■ TASK STATEMENT:
Take each line of the data that contains the string "title" and copy it.

■ TASK INPUT:
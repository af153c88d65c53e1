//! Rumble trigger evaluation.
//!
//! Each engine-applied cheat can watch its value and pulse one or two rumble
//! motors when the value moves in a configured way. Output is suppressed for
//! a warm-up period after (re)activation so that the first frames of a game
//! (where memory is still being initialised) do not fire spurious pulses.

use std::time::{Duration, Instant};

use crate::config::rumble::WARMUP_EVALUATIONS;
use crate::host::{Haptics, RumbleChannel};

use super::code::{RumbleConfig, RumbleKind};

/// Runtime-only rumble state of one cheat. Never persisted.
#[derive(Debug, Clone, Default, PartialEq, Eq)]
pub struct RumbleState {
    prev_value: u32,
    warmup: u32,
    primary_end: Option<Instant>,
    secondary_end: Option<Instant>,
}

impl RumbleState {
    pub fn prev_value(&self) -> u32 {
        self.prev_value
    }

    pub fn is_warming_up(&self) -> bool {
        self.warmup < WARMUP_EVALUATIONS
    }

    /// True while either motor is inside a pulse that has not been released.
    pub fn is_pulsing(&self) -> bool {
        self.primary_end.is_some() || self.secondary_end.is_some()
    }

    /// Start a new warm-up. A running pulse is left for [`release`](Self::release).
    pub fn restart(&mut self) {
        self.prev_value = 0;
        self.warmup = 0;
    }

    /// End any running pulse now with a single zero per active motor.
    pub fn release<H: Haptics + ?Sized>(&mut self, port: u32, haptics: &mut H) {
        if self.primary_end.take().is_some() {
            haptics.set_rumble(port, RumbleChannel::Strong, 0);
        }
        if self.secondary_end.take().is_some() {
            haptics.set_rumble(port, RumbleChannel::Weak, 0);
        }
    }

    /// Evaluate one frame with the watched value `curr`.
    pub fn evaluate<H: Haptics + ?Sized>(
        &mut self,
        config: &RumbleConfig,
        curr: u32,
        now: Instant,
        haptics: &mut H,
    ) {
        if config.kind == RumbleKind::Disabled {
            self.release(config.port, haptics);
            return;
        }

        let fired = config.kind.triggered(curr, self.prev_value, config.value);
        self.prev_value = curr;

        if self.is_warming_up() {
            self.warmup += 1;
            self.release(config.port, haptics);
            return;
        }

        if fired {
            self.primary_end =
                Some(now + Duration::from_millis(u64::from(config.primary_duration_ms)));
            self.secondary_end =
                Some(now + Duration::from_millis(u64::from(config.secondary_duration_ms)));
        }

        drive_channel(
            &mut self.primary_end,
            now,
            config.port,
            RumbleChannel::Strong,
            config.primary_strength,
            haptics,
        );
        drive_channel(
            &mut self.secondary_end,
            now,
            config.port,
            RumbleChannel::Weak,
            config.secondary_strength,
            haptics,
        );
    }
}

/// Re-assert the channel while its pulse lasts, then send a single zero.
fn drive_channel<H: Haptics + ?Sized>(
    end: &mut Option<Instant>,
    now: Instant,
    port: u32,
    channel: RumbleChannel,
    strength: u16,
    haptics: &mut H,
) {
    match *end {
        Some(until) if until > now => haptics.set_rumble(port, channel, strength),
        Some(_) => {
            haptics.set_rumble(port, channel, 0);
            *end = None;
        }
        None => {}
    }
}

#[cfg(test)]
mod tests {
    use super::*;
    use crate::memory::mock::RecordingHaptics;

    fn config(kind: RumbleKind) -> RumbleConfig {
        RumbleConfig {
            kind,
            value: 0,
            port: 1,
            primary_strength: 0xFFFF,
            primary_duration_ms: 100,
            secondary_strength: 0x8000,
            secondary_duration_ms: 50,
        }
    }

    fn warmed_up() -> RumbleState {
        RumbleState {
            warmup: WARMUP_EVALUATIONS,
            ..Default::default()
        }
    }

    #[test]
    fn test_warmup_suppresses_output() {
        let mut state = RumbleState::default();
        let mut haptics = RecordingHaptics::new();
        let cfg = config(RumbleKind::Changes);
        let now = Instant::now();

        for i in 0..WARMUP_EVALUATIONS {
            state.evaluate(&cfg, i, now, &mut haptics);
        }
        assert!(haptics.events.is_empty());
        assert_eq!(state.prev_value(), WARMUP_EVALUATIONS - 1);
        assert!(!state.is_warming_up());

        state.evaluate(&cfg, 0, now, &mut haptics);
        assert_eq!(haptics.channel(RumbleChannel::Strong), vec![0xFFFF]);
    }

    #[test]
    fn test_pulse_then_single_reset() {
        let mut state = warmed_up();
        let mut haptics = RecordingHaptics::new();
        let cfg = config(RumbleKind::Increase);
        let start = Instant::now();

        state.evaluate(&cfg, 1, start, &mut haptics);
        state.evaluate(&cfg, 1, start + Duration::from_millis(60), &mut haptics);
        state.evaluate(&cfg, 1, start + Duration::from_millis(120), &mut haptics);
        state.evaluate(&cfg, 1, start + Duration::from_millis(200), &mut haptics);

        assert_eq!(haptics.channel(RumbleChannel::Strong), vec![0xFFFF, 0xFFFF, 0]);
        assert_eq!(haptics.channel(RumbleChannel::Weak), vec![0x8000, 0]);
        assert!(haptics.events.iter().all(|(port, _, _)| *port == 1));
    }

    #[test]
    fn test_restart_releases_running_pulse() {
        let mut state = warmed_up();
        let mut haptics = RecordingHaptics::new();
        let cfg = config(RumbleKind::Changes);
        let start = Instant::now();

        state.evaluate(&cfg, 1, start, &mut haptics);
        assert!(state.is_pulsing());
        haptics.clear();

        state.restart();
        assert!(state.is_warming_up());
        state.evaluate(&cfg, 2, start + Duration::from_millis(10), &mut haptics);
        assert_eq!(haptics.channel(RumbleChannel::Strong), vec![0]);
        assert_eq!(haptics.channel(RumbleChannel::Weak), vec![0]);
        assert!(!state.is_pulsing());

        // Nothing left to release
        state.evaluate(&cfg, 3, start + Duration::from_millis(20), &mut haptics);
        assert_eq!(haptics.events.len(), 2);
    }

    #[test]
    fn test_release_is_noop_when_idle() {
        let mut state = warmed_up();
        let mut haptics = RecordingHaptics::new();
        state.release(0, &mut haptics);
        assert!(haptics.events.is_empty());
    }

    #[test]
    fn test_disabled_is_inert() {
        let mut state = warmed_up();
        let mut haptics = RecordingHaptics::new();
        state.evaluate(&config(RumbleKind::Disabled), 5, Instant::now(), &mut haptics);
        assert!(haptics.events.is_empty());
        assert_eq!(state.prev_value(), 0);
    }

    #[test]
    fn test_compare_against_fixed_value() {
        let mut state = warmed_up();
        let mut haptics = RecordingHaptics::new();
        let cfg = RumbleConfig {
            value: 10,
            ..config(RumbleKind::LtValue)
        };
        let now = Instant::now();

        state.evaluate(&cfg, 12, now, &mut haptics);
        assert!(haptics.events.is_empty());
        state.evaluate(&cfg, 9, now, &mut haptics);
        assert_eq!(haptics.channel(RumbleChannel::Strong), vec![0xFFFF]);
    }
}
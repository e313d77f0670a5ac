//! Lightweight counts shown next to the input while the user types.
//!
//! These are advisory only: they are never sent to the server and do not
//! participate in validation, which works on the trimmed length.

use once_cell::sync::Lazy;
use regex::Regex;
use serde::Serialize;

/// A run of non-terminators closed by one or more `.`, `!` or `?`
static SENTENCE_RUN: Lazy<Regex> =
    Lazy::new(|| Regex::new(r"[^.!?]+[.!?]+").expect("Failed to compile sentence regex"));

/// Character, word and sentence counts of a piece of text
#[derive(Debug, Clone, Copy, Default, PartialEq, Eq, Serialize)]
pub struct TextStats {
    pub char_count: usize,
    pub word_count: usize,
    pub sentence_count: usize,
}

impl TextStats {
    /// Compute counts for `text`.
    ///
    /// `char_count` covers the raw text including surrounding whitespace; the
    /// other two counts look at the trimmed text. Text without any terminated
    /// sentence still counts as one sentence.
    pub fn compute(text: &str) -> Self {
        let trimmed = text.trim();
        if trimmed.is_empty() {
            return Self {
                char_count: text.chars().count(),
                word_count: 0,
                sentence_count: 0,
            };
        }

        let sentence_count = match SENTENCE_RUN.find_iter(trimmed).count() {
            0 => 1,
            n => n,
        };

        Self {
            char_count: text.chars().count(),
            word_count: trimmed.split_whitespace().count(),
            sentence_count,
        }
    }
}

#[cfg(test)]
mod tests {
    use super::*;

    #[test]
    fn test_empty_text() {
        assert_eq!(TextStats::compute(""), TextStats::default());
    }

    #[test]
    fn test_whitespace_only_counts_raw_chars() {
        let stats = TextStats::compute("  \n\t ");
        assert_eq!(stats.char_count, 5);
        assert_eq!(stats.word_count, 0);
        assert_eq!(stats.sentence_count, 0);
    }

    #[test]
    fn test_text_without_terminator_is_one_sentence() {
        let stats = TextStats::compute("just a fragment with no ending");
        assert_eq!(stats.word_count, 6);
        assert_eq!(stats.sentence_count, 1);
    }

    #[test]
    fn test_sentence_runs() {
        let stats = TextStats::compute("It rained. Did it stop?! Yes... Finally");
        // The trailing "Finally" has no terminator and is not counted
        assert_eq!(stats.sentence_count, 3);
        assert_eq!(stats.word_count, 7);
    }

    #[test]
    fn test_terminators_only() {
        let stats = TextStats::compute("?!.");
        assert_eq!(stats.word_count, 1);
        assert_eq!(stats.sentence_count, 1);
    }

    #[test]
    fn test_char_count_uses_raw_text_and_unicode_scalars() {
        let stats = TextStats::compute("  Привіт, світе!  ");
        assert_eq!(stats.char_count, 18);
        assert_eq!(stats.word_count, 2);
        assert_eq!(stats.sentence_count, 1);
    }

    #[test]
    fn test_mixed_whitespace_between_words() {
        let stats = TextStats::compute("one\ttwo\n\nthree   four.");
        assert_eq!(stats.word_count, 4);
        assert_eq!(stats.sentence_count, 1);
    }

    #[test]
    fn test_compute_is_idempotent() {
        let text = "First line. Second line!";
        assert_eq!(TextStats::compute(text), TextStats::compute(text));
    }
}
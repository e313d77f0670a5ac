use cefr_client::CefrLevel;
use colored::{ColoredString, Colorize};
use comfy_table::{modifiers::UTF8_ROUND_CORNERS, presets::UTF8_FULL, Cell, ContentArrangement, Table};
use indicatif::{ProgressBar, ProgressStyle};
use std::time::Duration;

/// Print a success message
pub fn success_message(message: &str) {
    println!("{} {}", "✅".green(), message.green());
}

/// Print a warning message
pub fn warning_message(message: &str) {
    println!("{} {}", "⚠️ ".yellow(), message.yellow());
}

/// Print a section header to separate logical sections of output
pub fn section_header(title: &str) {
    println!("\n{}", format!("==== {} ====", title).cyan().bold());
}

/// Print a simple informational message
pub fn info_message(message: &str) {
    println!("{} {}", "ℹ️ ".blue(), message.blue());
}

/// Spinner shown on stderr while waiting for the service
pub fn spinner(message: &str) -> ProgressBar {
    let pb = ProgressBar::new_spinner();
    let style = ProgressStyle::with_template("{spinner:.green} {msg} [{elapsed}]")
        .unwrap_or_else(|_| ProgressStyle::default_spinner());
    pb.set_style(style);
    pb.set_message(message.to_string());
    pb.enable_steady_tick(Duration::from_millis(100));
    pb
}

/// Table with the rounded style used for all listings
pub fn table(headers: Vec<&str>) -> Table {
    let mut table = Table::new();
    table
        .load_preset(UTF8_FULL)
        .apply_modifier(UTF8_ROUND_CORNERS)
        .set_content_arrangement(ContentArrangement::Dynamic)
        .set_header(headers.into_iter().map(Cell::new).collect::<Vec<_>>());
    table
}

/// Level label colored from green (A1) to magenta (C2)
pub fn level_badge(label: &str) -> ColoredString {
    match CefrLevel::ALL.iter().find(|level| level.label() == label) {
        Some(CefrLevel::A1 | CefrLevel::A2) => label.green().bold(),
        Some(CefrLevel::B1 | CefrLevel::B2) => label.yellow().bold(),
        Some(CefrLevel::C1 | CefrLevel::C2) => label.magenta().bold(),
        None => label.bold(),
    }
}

■ EXERCISE OUTPUT:
pub fn section_header(title: &str) {
    println!("\n{}", format!("==== {} ====", title).cyan().bold());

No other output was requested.